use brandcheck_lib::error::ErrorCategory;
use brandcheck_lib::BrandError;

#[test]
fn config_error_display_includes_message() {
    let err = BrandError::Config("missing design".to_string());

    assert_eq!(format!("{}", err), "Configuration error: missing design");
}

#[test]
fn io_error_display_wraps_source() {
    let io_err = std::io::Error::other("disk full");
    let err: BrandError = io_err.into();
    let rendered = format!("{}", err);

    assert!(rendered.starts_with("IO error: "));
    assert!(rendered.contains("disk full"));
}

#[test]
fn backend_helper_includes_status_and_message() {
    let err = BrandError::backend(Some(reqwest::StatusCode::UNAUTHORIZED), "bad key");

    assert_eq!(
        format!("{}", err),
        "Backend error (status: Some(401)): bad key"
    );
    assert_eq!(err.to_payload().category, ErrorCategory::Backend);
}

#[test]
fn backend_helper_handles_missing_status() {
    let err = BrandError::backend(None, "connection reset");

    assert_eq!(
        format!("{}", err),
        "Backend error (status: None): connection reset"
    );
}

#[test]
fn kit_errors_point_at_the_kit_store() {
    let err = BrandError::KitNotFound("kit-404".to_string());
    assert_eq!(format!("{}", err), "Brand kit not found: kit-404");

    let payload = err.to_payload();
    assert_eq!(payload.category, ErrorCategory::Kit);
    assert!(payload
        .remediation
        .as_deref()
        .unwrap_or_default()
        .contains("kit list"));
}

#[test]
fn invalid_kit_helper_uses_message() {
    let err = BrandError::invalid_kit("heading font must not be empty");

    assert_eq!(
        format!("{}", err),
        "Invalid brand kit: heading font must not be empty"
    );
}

*Work required*: Please make an exact copy of the entries, down to the last character.

*Response to this exercise*:
use brandcheck_lib::error::ErrorCategory;
use brandcheck_lib::BrandError;

#[test]
fn config_error_display_includes_message() {
    let err = BrandError::Config("missing design".to_string());

    assert_eq!(format!("{}", err), "Configuration error: missing design");
}

#[test]
fn io_error_display_wraps_source() {
    let io_err = std::io::Error::other("disk full");
    let err: BrandError = io_err.into();
    let rendered = format!("{}", err);

    assert!(rendered.starts_with("IO error: "));
    assert!(rendered.contains("disk full"));
}

#[test]
fn backend_helper_includes_status_and_message() {
    let err = BrandError::backend(Some(reqwest::StatusCode::UNAUTHORIZED), "bad key");

    assert_eq!(
        format!("{}", err),
        "Backend error (status: Some(401)): bad key"
    );
    assert_eq!(err.to_payload().category, ErrorCategory::Backend);
}

#[test]
fn backend_helper_handles_missing_status() {
    let err = BrandError::backend(None, "connection reset");

    assert_eq!(
        format!("{}", err),
        "Backend error (status: None): connection reset"
    );
}

#[test]
fn kit_errors_point_at_the_kit_store() {
    let err = BrandError::KitNotFound("kit-404".to_string());
    assert_eq!(format!("{}", err), "Brand kit not found: kit-404");

    let payload = err.to_payload();
    assert_eq!(payload.category, ErrorCategory::Kit);
    assert!(payload
        .remediation
        .as_deref()
        .unwrap_or_default()
        .contains("kit list"));
}

#[test]
fn invalid_kit_helper_uses_message() {
    let err = BrandError::invalid_kit("heading font must not be empty");

    assert_eq!(
        format!("{}", err),
        "Invalid brand kit: heading font must not be empty"
    );
}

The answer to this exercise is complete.